You shouldn’t conceive of building muscles if you are not cautious about what you put into your mouth. Increasing your protein consumption is a must as that is going to guarantee that you grow muscle. Cut carbohydrate intake but don’t zero it. Fats should emerge from good sources like olive oil. Also, don’t overlook to eat as much veggies and fruits as you can. Move on healthy snacking routes. The full gamut of nutrients is imperative for building muscle, but the superlative diet for building muscle will place the emphasis on protein. The amino acids that make up proteins are the building slabs for new muscle tissue, the necessary components which your body must have to upsurge size.

Also, you need to revolve around carbs for breakfast. Many folks seem to go to the extreme with carbs. They either think about eating lots of carbs, all along, or they think you should virtually never eat them. As is such cases, a more toned-down, prearranged approach is recommended. Your body uses carbs the most at two times of the day. The first is in the morning.
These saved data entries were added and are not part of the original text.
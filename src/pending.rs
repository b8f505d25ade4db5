//! Pending-exchange registry: correlates outbound requests with responses.
//!
//! Each registered id owns a oneshot slot that is resolved exactly once, by
//! [`PendingRegistry::fulfill`], [`PendingRegistry::fail`],
//! [`PendingRegistry::fail_all`], a deadline, or cancellation. Resolution
//! removes the entry, so a second response for the same id is an
//! `UnknownExchange` rather than a protocol violation.

use std::collections::HashMap;
use std::sync::Arc;

use parking_lot::Mutex;
use tokio::sync::oneshot;
use tokio::time::Instant;
use uuid::Uuid;

use crate::error::{Result, StreamwireError};
use crate::message::ReceivedResponse;

type Slot = oneshot::Sender<Result<ReceivedResponse>>;

#[derive(Default)]
struct Inner {
    pending: HashMap<Uuid, Slot>,
    closed: bool,
}

/// Per-connection registry of exchanges awaiting a response.
#[derive(Clone, Default)]
pub struct PendingRegistry {
    inner: Arc<Mutex<Inner>>,
}

impl PendingRegistry {
    /// Create an empty registry.
    pub fn new() -> Self {
        Self::default()
    }

    /// Register `id` and return the handle the caller awaits.
    ///
    /// # Errors
    ///
    /// `DuplicateId` if `id` is already pending, `ConnectionLost` once the
    /// registry has been failed wholesale.
    pub fn register(&self, id: Uuid, deadline: Option<Instant>) -> Result<PendingExchange> {
        let mut inner = self.inner.lock();
        if inner.closed {
            return Err(StreamwireError::ConnectionLost);
        }
        if inner.pending.contains_key(&id) {
            return Err(StreamwireError::DuplicateId(id));
        }

        let (tx, rx) = oneshot::channel();
        inner.pending.insert(id, tx);

        Ok(PendingExchange {
            id,
            deadline,
            rx: Some(rx),
            registry: self.clone(),
        })
    }

    /// Complete `id` with a response.
    ///
    /// Returns `false` (and logs) when no such exchange is pending; a late or
    /// duplicate response is expected and never an error for the caller.
    pub fn fulfill(&self, id: Uuid, response: ReceivedResponse) -> bool {
        let slot = self.inner.lock().pending.remove(&id);
        match slot {
            Some(tx) => {
                if tx.send(Ok(response)).is_err() {
                    tracing::debug!("Waiter for exchange {} went away before fulfillment", id);
                }
                true
            }
            None => {
                tracing::debug!("{}", StreamwireError::UnknownExchange(id));
                false
            }
        }
    }

    /// Complete `id` with an error. Returns `false` if it was not pending.
    pub fn fail(&self, id: Uuid, error: StreamwireError) -> bool {
        let slot = self.inner.lock().pending.remove(&id);
        match slot {
            Some(tx) => {
                let _ = tx.send(Err(error));
                true
            }
            None => false,
        }
    }

    /// Resolve every pending exchange with `ConnectionLost` and refuse new ones.
    pub fn fail_all(&self) -> usize {
        let drained: Vec<(Uuid, Slot)> = {
            let mut inner = self.inner.lock();
            inner.closed = true;
            inner.pending.drain().collect()
        };

        let count = drained.len();
        for (_, tx) in drained {
            let _ = tx.send(Err(StreamwireError::ConnectionLost));
        }
        count
    }

    /// Cancel `id`, unblocking its waiter with `Cancelled`.
    pub fn cancel(&self, id: Uuid) -> bool {
        self.fail(id, StreamwireError::Cancelled)
    }

    /// Whether `id` is pending.
    pub fn contains(&self, id: &Uuid) -> bool {
        self.inner.lock().pending.contains_key(id)
    }

    /// Number of pending exchanges.
    pub fn len(&self) -> usize {
        self.inner.lock().pending.len()
    }

    /// Whether nothing is pending.
    pub fn is_empty(&self) -> bool {
        self.len() == 0
    }

    fn remove(&self, id: &Uuid) {
        self.inner.lock().pending.remove(id);
    }
}

/// Handle for one outbound exchange.
///
/// Dropping the handle before it resolves removes the registry entry.
pub struct PendingExchange {
    id: Uuid,
    deadline: Option<Instant>,
    rx: Option<oneshot::Receiver<Result<ReceivedResponse>>>,
    registry: PendingRegistry,
}

impl PendingExchange {
    /// Exchange id.
    pub fn id(&self) -> Uuid {
        self.id
    }

    /// Deadline, if any.
    pub fn deadline(&self) -> Option<Instant> {
        self.deadline
    }

    /// A cloneable handle that cancels this exchange from elsewhere.
    pub fn canceller(&self) -> ExchangeCanceller {
        ExchangeCanceller {
            id: self.id,
            registry: self.registry.clone(),
        }
    }

    /// Wait for the response, the deadline, or cancellation.
    ///
    /// On timeout the entry is removed (by `Drop`), so a response arriving
    /// later is reported as an unknown exchange.
    pub async fn wait(mut self) -> Result<ReceivedResponse> {
        let Some(rx) = self.rx.as_mut() else {
            return Err(StreamwireError::Cancelled);
        };

        let outcome = match self.deadline {
            Some(deadline) => match tokio::time::timeout_at(deadline, rx).await {
                Ok(outcome) => outcome,
                Err(_) => {
                    tracing::debug!("Exchange {} timed out", self.id);
                    return Err(StreamwireError::Timeout);
                }
            },
            None => rx.await,
        };
        self.rx = None;

        // A dropped sender means the entry vanished without resolution.
        outcome.unwrap_or(Err(StreamwireError::ConnectionLost))
    }
}

impl Drop for PendingExchange {
    fn drop(&mut self) {
        if self.rx.is_some() {
            self.registry.remove(&self.id);
        }
    }
}

impl std::fmt::Debug for PendingExchange {
    fn fmt(&self, f: &mut std::fmt::Formatter<'_>) -> std::fmt::Result {
        f.debug_struct("PendingExchange")
            .field("id", &self.id)
            .field("deadline", &self.deadline)
            .finish()
    }
}

/// Cancels one exchange; cheap to clone and safe to use after resolution.
#[derive(Clone)]
pub struct ExchangeCanceller {
    id: Uuid,
    registry: PendingRegistry,
}

impl ExchangeCanceller {
    /// Remove the entry and wake the waiter with `Cancelled`.
    ///
    /// Returns `false` if the exchange had already resolved.
    pub fn cancel(&self) -> bool {
        self.registry.cancel(self.id)
    }
}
At this time, your body is most likely to store carbohydrates as glycogen (chiefly energy within your muscles) and not as body fat. Eat your oatmeal or whatever other carb source you like for breakfast with your protein. The other ideal time to eat carbs is before and after exercise. Before workout, you are about to use whatever vitality you put into your body, making it less possible to sit and be stockpiled as fat. After exercise, your muscles are informed to take in carbohydrates and proteins and use them for retrieval and muscle building. This is a worthy time to drink some sugars and use fast-acting proteins. Bear in mind that any good diet for building muscles will be concentrated on food, not supplements. Regardless of what you purchase for supplementation, make certain that your first priority is solid, complete food.

Other useful instructions

  • Walk or use bicycle to work rather than driving or taking public conveyance. Don’t forget that walking is a mode of transport in addition to a mode of exercise.
  • Turn off your TV or computer and walk out the house. Sometimes getting yourself to workout is as simple as telling yourself to open the entrance door.
  • Develop a routine. Whatever your beloved type of exercise maybe, you are more likely to do it if you make it a consistent habit. If running is your thing, begin running on a schedule. You can start by just running a small distance once or twice a week. Over time, run lengthier distances more recurrently. This is a pronounced way to get in shape, because you set your own speed and you control your own evolution.
  • Buy an exercises DVD or rent one from your local library. It is objectively easy to find exercise videos. Pick out something that seems fun!
  • Re-experience the joy of dancing. This can mean something as simple as turning on your radio and dancing in your own cozy room; or it can mean going out to a pub and dancing in a societal setting. Just avoid being one of those individuals who have to drink liquor so as to dance, as this will only be counterproductive to your objective of getting in shape.
  • Be energetic. Do the same simple workouts that you did during gym class in high school such as sit-ups, crunches, push-ups, etc. Shoot hoops with friends or organize a spontaneous game of badminton in your own verandah! Clean your house, go on a shopping spree, see your friends, and look into local art galleries or museums. Enjoy with children. Even the minor things (bending over, picking up hefty items and opening doors) count. Fill any idle time with tiny workouts. If you are bored, try for a walk. If you have a couple of minutes to kill while waiting for somebody to show up, do some push-ups. Be imaginative!


  • Follow healthy eating practices that match your workout routine.
  • Remember to always warm up and stretch before exercising. Workout on a regular basis so as to maintain an ideal body weight.
  • Make certain to workout fittingly, with the intention of preventing physical damage or ache.
  • Discuss with your doctor before starting a fitness regimen.